Chuck E. Cheese is selling pizza under an alias

Chuck E. Cheese has been back in the news recently, once word got out that they'd tried to boost delivery sales by operating under an alias on GrubHub: Pasqually's Pizza and Wings. While they're not the only restaurant to try to boost sales by the use of a pseudonym — Applebee's has evidently got a side hustle going on with Neighborhood Wings — they nevertheless took quite the PR hit once word got out.

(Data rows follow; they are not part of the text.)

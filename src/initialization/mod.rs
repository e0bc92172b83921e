//! Application initialization and resource setup.
//!
//! This module provides functions to initialize shared resources:
//! - the HTTP client (bounded timeouts, identifying User-Agent)
//! - the logger (colored plain text or JSON)

mod client;
mod logger;

// Re-export public API
pub use client::init_client;
pub use logger::init_logger_with;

On the original Reddit post that outed Chuck E.'s sketchy ways, commenters weighed in with reactions like: "This seems Shady and I feel like it boarders [sic] on false advertising," and "D***! I would be a little p*ssed about that one. Ain't nobody want a Pie from that place." Thinknum Media took a look at Pasqually's approval ratings on GrubHub and found that they'd taken a drastic dip once customers found out that "Pasqually" was actually Pasqually P. Pieplate, the animatronic chef who performs in Chuck E.'s band (and once tried to kill him, not that we blame him after a few dozen repetitions of "we say happy, you say birthday").